I have seen people become so attached to a diagnosis that it starts to define their identity. Instead of viewing the diagnosis as information, they begin to see it as who they are.

And that can become limiting.

Take panic disorder, for example. One of the core components of panic disorder is often the fear of having another panic attack. The more someone identifies with the diagnosis and obsesses over symptoms, the more trapped they may feel within the cycle itself.

This is why I often encourage clients not to over-identify with mental health labels – especially in the era of social media, where mental health content is everywhere. While awareness around mental health is important, self-diagnosing based on TikTok videos or Instagram posts can sometimes create more anxiety than clarity.

Just like people go onto WebMD and convince themselves they have severe medical conditions, the same thing can happen psychologically or in the mental health field.

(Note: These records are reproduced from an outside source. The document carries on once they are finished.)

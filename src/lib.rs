pub mod api;
pub mod assembla;
pub mod build;
pub mod cause;
pub mod dispatch;
pub mod error;
pub mod invoke;
pub mod logging;
pub mod policy;
pub mod registry;
pub mod scheduler;
pub mod utils;
pub mod webhook;

use chrono::{DateTime, Utc};
use serde::{Deserialize, Serialize};
use std::collections::BTreeMap;
use std::path::{Path, PathBuf};
use std::sync::{Arc, RwLock};
use std::time::{Duration, Instant};
use tracing::{info, warn};

use assembla::{AssemblaClient, DEFAULT_API_URL, OfflineRepositoryApi, RepositoryApi};
use dispatch::TriggerService;
use error::TriggerError;
use policy::{ActionFilter, TriggerConfig, TriggerOn};
use registry::JobId;
use scheduler::LocalScheduler;

pub const DEFAULT_SUCCESS_MESSAGE: &str = "Build finished.  Tests PASSED.";
pub const DEFAULT_UNSTABLE_MESSAGE: &str = "Build finished.  Tests FAILED.";
pub const DEFAULT_FAILURE_MESSAGE: &str = "Build finished.  Tests FAILED.";
const DEFAULT_REQUEST_TIMEOUT_SECS: u64 = 10;
const DEFAULT_MAX_BUILDS: usize = 100;

#[derive(Debug, Deserialize, Clone, Default)]
pub struct TriggerSettings {
    #[serde(default)]
    pub assembla: AssemblaSettings,
    pub webhook_secret: Option<String>,
    #[serde(default = "default_max_builds")]
    pub max_builds: usize,
    #[serde(default, rename = "job")]
    pub jobs: Vec<JobDefinition>,
}

/// Global Assembla settings: bot credentials and build status messages.
///
/// The messages are stored for whoever reports build results back; the
/// trigger engine itself does not use them.
#[derive(Debug, Deserialize, Serialize, Clone, PartialEq, Eq)]
pub struct AssemblaSettings {
    #[serde(default = "default_api_url")]
    pub api_url: String,
    #[serde(default)]
    pub bot_api_key: String,
    #[serde(default, skip_serializing)]
    pub bot_api_secret: String,
    #[serde(default = "default_request_timeout")]
    pub request_timeout_secs: u64,
    #[serde(default = "default_success_message")]
    pub success_message: String,
    #[serde(default = "default_unstable_message")]
    pub unstable_message: String,
    #[serde(default = "default_failure_message")]
    pub failure_message: String,
}

impl Default for AssemblaSettings {
    fn default() -> Self {
        Self {
            api_url: default_api_url(),
            bot_api_key: String::new(),
            bot_api_secret: String::new(),
            request_timeout_secs: DEFAULT_REQUEST_TIMEOUT_SECS,
            success_message: default_success_message(),
            unstable_message: default_unstable_message(),
            failure_message: default_failure_message(),
        }
    }
}

impl AssemblaSettings {
    /// Returns true if both bot credentials are set.
    pub fn has_credentials(&self) -> bool {
        !self.bot_api_key.is_empty() && !self.bot_api_secret.is_empty()
    }

    /// Credentials must be given together or not at all.
    pub fn validate(&self) -> Result<(), TriggerError> {
        match (self.bot_api_key.is_empty(), self.bot_api_secret.is_empty()) {
            (false, true) => Err(TriggerError::ConfigError(
                "You must provide an API secret for the bot user".to_string(),
            )),
            (true, false) => Err(TriggerError::ConfigError(
                "You must provide an API key for the bot user".to_string(),
            )),
            _ => Ok(()),
        }
    }
}

/// A build job and its Assembla trigger settings
#[derive(Debug, Deserialize, Serialize, Clone, PartialEq, Eq)]
pub struct JobDefinition {
    pub name: String,
    #[serde(default = "default_true")]
    pub enabled: bool,
    #[serde(default)]
    pub space_name: String,
    #[serde(default)]
    pub repo_name: String,
    #[serde(default = "default_trigger_on")]
    pub trigger_on: Vec<TriggerOn>,
    #[serde(default = "default_true")]
    pub build_on_push: bool,
    #[serde(default)]
    pub quiet_period_secs: u64,
    /// Declared parameters and their default values
    #[serde(default)]
    pub parameters: BTreeMap<String, String>,
}

impl Default for JobDefinition {
    fn default() -> Self {
        Self {
            name: String::new(),
            enabled: true,
            space_name: String::new(),
            repo_name: String::new(),
            trigger_on: default_trigger_on(),
            build_on_push: true,
            quiet_period_secs: 0,
            parameters: BTreeMap::new(),
        }
    }
}

impl JobDefinition {
    pub fn id(&self) -> JobId {
        JobId::new(self.name.clone())
    }

    pub fn trigger_config(&self) -> TriggerConfig {
        TriggerConfig {
            space_name: self.space_name.clone(),
            repo_name: self.repo_name.clone(),
            filter: ActionFilter::new(self.trigger_on.iter().copied()),
            build_on_push: self.build_on_push,
        }
    }
}

fn default_true() -> bool {
    true
}

fn default_trigger_on() -> Vec<TriggerOn> {
    ActionFilter::default().actions().collect()
}

fn default_api_url() -> String {
    DEFAULT_API_URL.to_string()
}

fn default_request_timeout() -> u64 {
    DEFAULT_REQUEST_TIMEOUT_SECS
}

fn default_max_builds() -> usize {
    DEFAULT_MAX_BUILDS
}

fn default_success_message() -> String {
    DEFAULT_SUCCESS_MESSAGE.to_string()
}

fn default_unstable_message() -> String {
    DEFAULT_UNSTABLE_MESSAGE.to_string()
}

fn default_failure_message() -> String {
    DEFAULT_FAILURE_MESSAGE.to_string()
}

impl TriggerSettings {
    /// Rejects duplicate job names and half-configured credentials.
    pub fn validate(&self) -> Result<(), TriggerError> {
        self.assembla.validate()?;

        let mut seen = std::collections::HashSet::new();
        for job in &self.jobs {
            if job.name.trim().is_empty() {
                return Err(TriggerError::ConfigError("Job with empty name".to_string()));
            }
            if !seen.insert(job.name.as_str()) {
                return Err(TriggerError::ConfigError(format!(
                    "Duplicate job name '{}'",
                    job.name
                )));
            }
        }
        Ok(())
    }

    /// Environment variables override the file's credentials.
    pub fn apply_env_overrides(&mut self) {
        if let Ok(key) = std::env::var("ASSEMBLA_API_KEY") {
            self.assembla.bot_api_key = key;
        }
        if let Ok(secret) = std::env::var("ASSEMBLA_API_SECRET") {
            self.assembla.bot_api_secret = secret;
        }
    }
}

/// Parses and validates a configuration document.
pub fn parse_config(config_str: &str) -> Result<TriggerSettings, TriggerError> {
    let mut config: TriggerSettings = toml::from_str(config_str)?;
    config.apply_env_overrides();
    config.validate()?;
    Ok(config)
}

/// Load and parse the configuration file
pub fn load_config(path: impl AsRef<Path>) -> Result<TriggerSettings, TriggerError> {
    let path = path.as_ref();
    let config_str = std::fs::read_to_string(path).map_err(|e| {
        TriggerError::ConfigError(format!("Failed to read config file '{}': {}", path.display(), e))
    })?;
    parse_config(&config_str).map_err(|e| {
        TriggerError::ConfigError(format!("Failed to load config file '{}': {}", path.display(), e))
    })
}

/// Async variant used by the reload endpoint
pub async fn reload_config(path: impl AsRef<Path>) -> Result<TriggerSettings, TriggerError> {
    let path = path.as_ref();
    let config_str = tokio::fs::read_to_string(path).await.map_err(|e| {
        TriggerError::ConfigError(format!("Failed to read config file '{}': {}", path.display(), e))
    })?;
    parse_config(&config_str)
}

/// Builds the Assembla client, or the offline stand-in when no bot
/// credentials are configured.
pub async fn connect_repository_api(
    settings: &AssemblaSettings,
) -> Result<Arc<dyn RepositoryApi>, TriggerError> {
    if !settings.has_credentials() {
        warn!("No Assembla bot credentials configured; repository lookups run offline");
        return Ok(Arc::new(OfflineRepositoryApi));
    }

    let client = AssemblaClient::new(
        settings.api_url.clone(),
        Duration::from_secs(settings.request_timeout_secs),
    )?;
    client
        .authenticate(&settings.bot_api_key, &settings.bot_api_secret)
        .await?;
    Ok(Arc::new(client))
}

pub struct AppState {
    pub config: RwLock<TriggerSettings>,
    pub config_path: PathBuf,
    pub service: TriggerService,
    pub scheduler: Arc<LocalScheduler>,
    pub start_time: Instant,
    pub started_at: DateTime<Utc>,
}

impl AppState {
    /// Re-registers triggers and job definitions from `new_config`.
    ///
    /// Job definitions are replaced before the bindings, so a newly bound job
    /// is already known when a lookup finds it.
    pub fn apply_config(&self, new_config: TriggerSettings) {
        let mut config = self.config.write().unwrap_or_else(|p| p.into_inner());
        self.scheduler.replace_jobs(&new_config.jobs);
        self.service.registry().sync(&config.jobs, &new_config.jobs);
        *config = new_config;
    }

    /// Applies a reloaded configuration.
    ///
    /// Changed `[assembla]` settings get a freshly connected repository API
    /// first. If that fails, nothing is applied.
    pub async fn reload(&self, new_config: TriggerSettings) -> Result<(), TriggerError> {
        let assembla_changed = {
            let config = self.config.read().unwrap_or_else(|p| p.into_inner());
            config.assembla != new_config.assembla
        };
        if assembla_changed {
            let api = connect_repository_api(&new_config.assembla).await?;
            self.service.replace_repository_api(api);
            info!("Repository API reconnected for {}", new_config.assembla.api_url);
        }
        self.apply_config(new_config);
        Ok(())
    }
}

pub type SharedState = Arc<AppState>;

Having symptoms does not necessarily mean you fully meet criteria for a diagnosis. And even if you do, a diagnosis does not define your worth, identity, or future.

At the same time, I do believe diagnoses can serve an important purpose when used thoughtfully and collaboratively. They can help clients access appropriate care and evidence-based treatment modalities.

For example:

  • Someone diagnosed with PTSD may benefit from Eye Movement Desensitization and Reprocessing (EMDR) or somatic trauma therapy.
  • Someone struggling with OCD may benefit from Exposure and Response Prevention (ERP).
  • Clients diagnosed with Borderline Personality Disorder (BPD) may benefit from Dialectical Behavior Therapy, mindfulness, or trauma-informed care.

In these ways, diagnoses can help guide treatment planning and connect clients to the support they genuinely need.

But I also think clinicians must be mindful and ethical about how diagnoses are used. Mental health labels can carry stigma. In some situations, having certain diagnoses documented in a chart could potentially create unintended consequences if records are requested or viewed by individuals who misunderstand mental health conditions.

Because of this, I often approach diagnosis collaboratively with clients. I like to openly discuss what a diagnosis means to them emotionally and practically. Would receiving a diagnosis feel validating and empowering? Or would it feel overwhelming, stigmatizing, or harmful?

That conversation matters.

As a trauma therapist providing individual therapy, relationship therapy, EMDR therapy, somatic trauma therapy, mindfulness-based approaches, and trauma-informed care in Westlake Village, Thousand Oaks, Agoura Hills, Calabasas, Oak Park, Ventura, Los Angeles, and throughout California, I believe mental health treatment should always remain person-centered first.

Diagnoses can offer language, understanding, and direction. But they should never replace (or outweigh) the complexity of the human experience.

At the end of the day, the DSM is simply a tool – not a definition of who you are.

And like any tool, it can help or harm, depending on how it is used.